What is being asked :: Reproduce the data, keeping every word exactly as it is.

Data ::
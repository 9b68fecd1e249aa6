//! 健康检查路由
//!
//! # 路由列表
//!
//! | 路径 | 方法 | 说明 |
//! |------|------|------|
//! | /health | GET | 简单健康检查 |
//! | /health/detailed | GET | 详细健康检查 (两个下游服务探测) |

use axum::{Json, Router, extract::State, routing::get};
use serde::Serialize;
use std::time::SystemTime;

use crate::client::ServiceClient;
use crate::core::ServerState;

/// 健康检查路由 - 公共路由
pub fn router() -> Router<ServerState> {
    Router::new()
        .route("/health", get(health))
        .route("/health/detailed", get(detailed_health))
}

/// 简单健康检查响应
#[derive(Serialize)]
pub struct HealthResponse {
    /// 状态 (healthy | degraded)
    status: &'static str,
    /// 版本号
    version: &'static str,
}

/// 详细健康检查响应
#[derive(Serialize)]
pub struct DetailedHealthResponse {
    status: &'static str,
    version: &'static str,
    /// 运行时间 (秒)
    uptime_seconds: u64,
    /// 各组件检查结果
    checks: HealthChecks,
}

/// 健康检查详情
#[derive(Serialize)]
pub struct HealthChecks {
    /// 库存服务检查
    inventory: CheckResult,
    /// 订单服务检查
    orders: CheckResult,
}

/// 单项检查结果
#[derive(Serialize)]
pub struct CheckResult {
    /// 状态 (ok | error)
    status: &'static str,
    /// 延迟 (毫秒)
    latency_ms: Option<u64>,
    /// 错误信息
    message: Option<String>,
}

impl CheckResult {
    fn ok_with_latency(latency_ms: u64) -> Self {
        Self {
            status: "ok",
            latency_ms: Some(latency_ms),
            message: None,
        }
    }

    fn error(message: impl Into<String>) -> Self {
        Self {
            status: "error",
            latency_ms: None,
            message: Some(message.into()),
        }
    }
}

// 服务器启动时间 (懒加载静态变量)
static START_TIME: std::sync::OnceLock<SystemTime> = std::sync::OnceLock::new();

fn get_uptime_seconds() -> u64 {
    let start = START_TIME.get_or_init(SystemTime::now);
    SystemTime::now()
        .duration_since(*start)
        .map(|d| d.as_secs())
        .unwrap_or(0)
}

async fn probe(client: &ServiceClient) -> CheckResult {
    let start = std::time::Instant::now();
    match client.check_health().await {
        Ok(()) => CheckResult::ok_with_latency(start.elapsed().as_millis() as u64),
        Err(cause) => CheckResult::error(cause),
    }
}

/// 基础健康检查
pub async fn health(State(_state): State<ServerState>) -> Json<HealthResponse> {
    Json(HealthResponse {
        status: "healthy",
        version: env!("CARGO_PKG_VERSION"),
    })
}

/// 包含下游状态的详细健康检查
pub async fn detailed_health(State(state): State<ServerState>) -> Json<DetailedHealthResponse> {
    let (inventory_check, order_check) =
        tokio::join!(probe(&state.inventory), probe(&state.orders));

    let all_ok = inventory_check.status == "ok" && order_check.status == "ok";

    Json(DetailedHealthResponse {
        status: if all_ok { "healthy" } else { "degraded" },
        version: env!("CARGO_PKG_VERSION"),
        uptime_seconds: get_uptime_seconds(),
        checks: HealthChecks {
            inventory: inventory_check,
            orders: order_check,
        },
    })
}
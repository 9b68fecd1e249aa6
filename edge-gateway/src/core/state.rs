use std::time::Duration;

use shared::ErrorCode;

use crate::client::ServiceClient;
use crate::core::Config;

/// 服务器状态 - 持有配置和两个下游客户端
///
/// 使用 Clone 实现浅拷贝 (reqwest::Client 内部是 Arc)。
#[derive(Clone)]
pub struct ServerState {
    /// 服务器配置
    pub config: Config,
    /// 库存服务客户端
    pub inventory: ServiceClient,
    /// 订单服务客户端
    pub orders: ServiceClient,
}

impl ServerState {
    /// 创建服务器状态 (手动构造)
    ///
    /// 通常使用 [`initialize()`](Self::initialize) 方法代替；测试用它
    /// 指向桩实现的下游地址。
    pub fn new(config: Config, inventory: ServiceClient, orders: ServiceClient) -> Self {
        Self {
            config,
            inventory,
            orders,
        }
    }

    /// 初始化服务器状态
    ///
    /// 并发探测两个下游服务，二者都可达后才返回：
    /// 1. 库存服务 (INVENTORY_URL)
    /// 2. 订单服务 (ORDER_URL)
    ///
    /// # Panics
    ///
    /// 任一下游服务不可达时 panic
    pub async fn initialize(config: &Config) -> Self {
        let timeout = Duration::from_millis(config.request_timeout_ms);

        let inventory = ServiceClient::new(
            "inventory-server",
            config.inventory_url.clone(),
            timeout,
            ErrorCode::InventoryUnavailable,
        );
        let orders = ServiceClient::new(
            "order-server",
            config.order_url.clone(),
            timeout,
            ErrorCode::NetworkError,
        );

        let (inventory_health, order_health) =
            tokio::join!(inventory.check_health(), orders.check_health());

        inventory_health.expect("Inventory service is unreachable");
        order_health.expect("Order service is unreachable");
        tracing::info!("Inventory service reachable at {}", config.inventory_url);
        tracing::info!("Order service reachable at {}", config.order_url);

        Self::new(config.clone(), inventory, orders)
    }
}
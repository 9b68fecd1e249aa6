//! API 路由模块
//!
//! # 结构
//!
//! - [`health`] - 健康检查
//! - [`products`] - 商品管理接口
//! - [`categories`] - 分类管理接口

pub mod categories;
pub mod health;
pub mod products;

use axum::Router;
use tower_http::cors::CorsLayer;
use tower_http::trace::TraceLayer;

use crate::core::ServerState;

/// Build the application router with middleware and state applied
pub fn create_router(state: ServerState) -> Router {
    Router::new()
        .merge(health::router())
        .merge(products::router())
        .merge(categories::router())
        // ========== Tower HTTP Middleware ==========
        // CORS - Handle cross-origin requests
        .layer(CorsLayer::permissive())
        // Trace - Request tracing (logs at INFO level)
        .layer(TraceLayer::new_for_http())
        .with_state(state)
}
//! Category 转发模块

mod handler;

use axum::{Router, routing::get};

use crate::core::ServerState;

pub fn router() -> Router<ServerState> {
    Router::new().nest("/api/v1/categories", category_routes())
}

fn category_routes() -> Router<ServerState> {
    Router::new()
        .route("/", get(handler::list).post(handler::create))
        .route(
            "/{id}",
            get(handler::get_by_id)
                .put(handler::update)
                .delete(handler::delete),
        )
}
//! Product 转发模块

mod handler;

use axum::{Router, routing::get};

use crate::core::ServerState;

pub fn router() -> Router<ServerState> {
    Router::new().nest("/api/v1/products", product_routes())
}

fn product_routes() -> Router<ServerState> {
    Router::new()
        .route("/", get(handler::list).post(handler::create))
        .route(
            "/{id}",
            get(handler::get_by_id)
                .put(handler::update)
                .delete(handler::delete),
        )
}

Solution to the exercise ::
repository 9b68fecd1e249aa6
//! 健康检查路由
//!
//! # 路由列表
//!
//! | 路径 | 方法 | 说明 |
//! |------|------|------|
//! | /health | GET | 简单健康检查 |
//! | /health/detailed | GET | 详细健康检查 (两个下游服务探测) |

use axum::{Json, Router, extract::State, routing::get};
use serde::Serialize;
use std::time::SystemTime;

use crate::client::ServiceClient;
use crate::core::ServerState;

/// 健康检查路由 - 公共路由
pub fn router() -> Router<ServerState> {
    Router::new()
        .route("/health", get(health))
        .route("/health/detailed", get(detailed_health))
}

/// 简单健康检查响应
#[derive(Serialize)]
pub struct HealthResponse {
    /// 状态 (healthy | degraded)
    status: &'static str,
    /// 版本号
    version: &'static str,
}

/// 详细健康检查响应
#[derive(Serialize)]
pub struct DetailedHealthResponse {
    status: &'static str,
    version: &'static str,
    /// 运行时间 (秒)
    uptime_seconds: u64,
    /// 各组件检查结果
    checks: HealthChecks,
}

/// 健康检查详情
#[derive(Serialize)]
pub struct HealthChecks {
    /// 库存服务检查
    inventory: CheckResult,
    /// 订单服务检查
    orders: CheckResult,
}

/// 单项检查结果
#[derive(Serialize)]
pub struct CheckResult {
    /// 状态 (ok | error)
    status: &'static str,
    /// 延迟 (毫秒)
    latency_ms: Option<u64>,
    /// 错误信息
    message: Option<String>,
}

impl CheckResult {
    fn ok_with_latency(latency_ms: u64) -> Self {
        Self {
            status: "ok",
            latency_ms: Some(latency_ms),
            message: None,
        }
    }

    fn error(message: impl Into<String>) -> Self {
        Self {
            status: "error",
            latency_ms: None,
            message: Some(message.into()),
        }
    }
}

// 服务器启动时间 (懒加载静态变量)
static START_TIME: std::sync::OnceLock<SystemTime> = std::sync::OnceLock::new();

fn get_uptime_seconds() -> u64 {
    let start = START_TIME.get_or_init(SystemTime::now);
    SystemTime::now()
        .duration_since(*start)
        .map(|d| d.as_secs())
        .unwrap_or(0)
}

async fn probe(client: &ServiceClient) -> CheckResult {
    let start = std::time::Instant::now();
    match client.check_health().await {
        Ok(()) => CheckResult::ok_with_latency(start.elapsed().as_millis() as u64),
        Err(cause) => CheckResult::error(cause),
    }
}

/// 基础健康检查
pub async fn health(State(_state): State<ServerState>) -> Json<HealthResponse> {
    Json(HealthResponse {
        status: "healthy",
        version: env!("CARGO_PKG_VERSION"),
    })
}

/// 包含下游状态的详细健康检查
pub async fn detailed_health(State(state): State<ServerState>) -> Json<DetailedHealthResponse> {
    let (inventory_check, order_check) =
        tokio::join!(probe(&state.inventory), probe(&state.orders));

    let all_ok = inventory_check.status == "ok" && order_check.status == "ok";

    Json(DetailedHealthResponse {
        status: if all_ok { "healthy" } else { "degraded" },
        version: env!("CARGO_PKG_VERSION"),
        uptime_seconds: get_uptime_seconds(),
        checks: HealthChecks {
            inventory: inventory_check,
            orders: order_check,
        },
    })
}
repository 9b68fecd1e249aa6
filename edge-gateway/src/core/state.rs
use std::time::Duration;

use shared::ErrorCode;

use crate::client::ServiceClient;
use crate::core::Config;

/// 服务器状态 - 持有配置和两个下游客户端
///
/// 使用 Clone 实现浅拷贝 (reqwest::Client 内部是 Arc)。
#[derive(Clone)]
pub struct ServerState {
    /// 服务器配置
    pub config: Config,
    /// 库存服务客户端
    pub inventory: ServiceClient,
    /// 订单服务客户端
    pub orders: ServiceClient,
}

impl ServerState {
    /// 创建服务器状态 (手动构造)
    ///
    /// 通常使用 [`initialize()`](Self::initialize) 方法代替；测试用它
    /// 指向桩实现的下游地址。
    pub fn new(config: Config, inventory: ServiceClient, orders: ServiceClient) -> Self {
        Self {
            config,
            inventory,
            orders,
        }
    }

    /// 初始化服务器状态
    ///
    /// 并发探测两个下游服务，二者都可达后才返回：
    /// 1. 库存服务 (INVENTORY_URL)
    /// 2. 订单服务 (ORDER_URL)
    ///
    /// # Panics
    ///
    /// 任一下游服务不可达时 panic
    pub async fn initialize(config: &Config) -> Self {
        let timeout = Duration::from_millis(config.request_timeout_ms);

        let inventory = ServiceClient::new(
            "inventory-server",
            config.inventory_url.clone(),
            timeout,
            ErrorCode::InventoryUnavailable,
        );
        let orders = ServiceClient::new(
            "order-server",
            config.order_url.clone(),
            timeout,
            ErrorCode::NetworkError,
        );

        let (inventory_health, order_health) =
            tokio::join!(inventory.check_health(), orders.check_health());

        inventory_health.expect("Inventory service is unreachable");
        order_health.expect("Order service is unreachable");
        tracing::info!("Inventory service reachable at {}", config.inventory_url);
        tracing::info!("Order service reachable at {}", config.order_url);

        Self::new(config.clone(), inventory, orders)
    }
}
repository 9b68fecd1e249aa6
//! API 路由模块
//!
//! # 结构
//!
//! - [`health`] - 健康检查
//! - [`products`] - 商品管理接口
//! - [`categories`] - 分类管理接口

pub mod categories;
pub mod health;
pub mod products;

use axum::Router;
use tower_http::cors::CorsLayer;
use tower_http::trace::TraceLayer;

use crate::core::ServerState;

/// Build the application router with middleware and state applied
pub fn create_router(state: ServerState) -> Router {
    Router::new()
        .merge(health::router())
        .merge(products::router())
        .merge(categories::router())
        // ========== Tower HTTP Middleware ==========
        // CORS - Handle cross-origin requests
        .layer(CorsLayer::permissive())
        // Trace - Request tracing (logs at INFO level)
        .layer(TraceLayer::new_for_http())
        .with_state(state)
}
//! Category 转发模块

mod handler;

use axum::{Router, routing::get};

use crate::core::ServerState;

pub fn router() -> Router<ServerState> {
    Router::new().nest("/api/v1/categories", category_routes())
}

fn category_routes() -> Router<ServerState> {
    Router::new()
        .route("/", get(handler::list).post(handler::create))
        .route(
            "/{id}",
            get(handler::get_by_id)
                .put(handler::update)
                .delete(handler::delete),
        )
}
//! Product 转发模块

mod handler;

use axum::{Router, routing::get};

use crate::core::ServerState;

pub fn router() -> Router<ServerState> {
    Router::new().nest("/api/v1/products", product_routes())
}

fn product_routes() -> Router<ServerState> {
    Router::new()
        .route("/", get(handler::list).post(handler::create))
        .route(
            "/{id}",
            get(handler::get_by_id)
                .put(handler::update)
                .delete(handler::delete),
        )
}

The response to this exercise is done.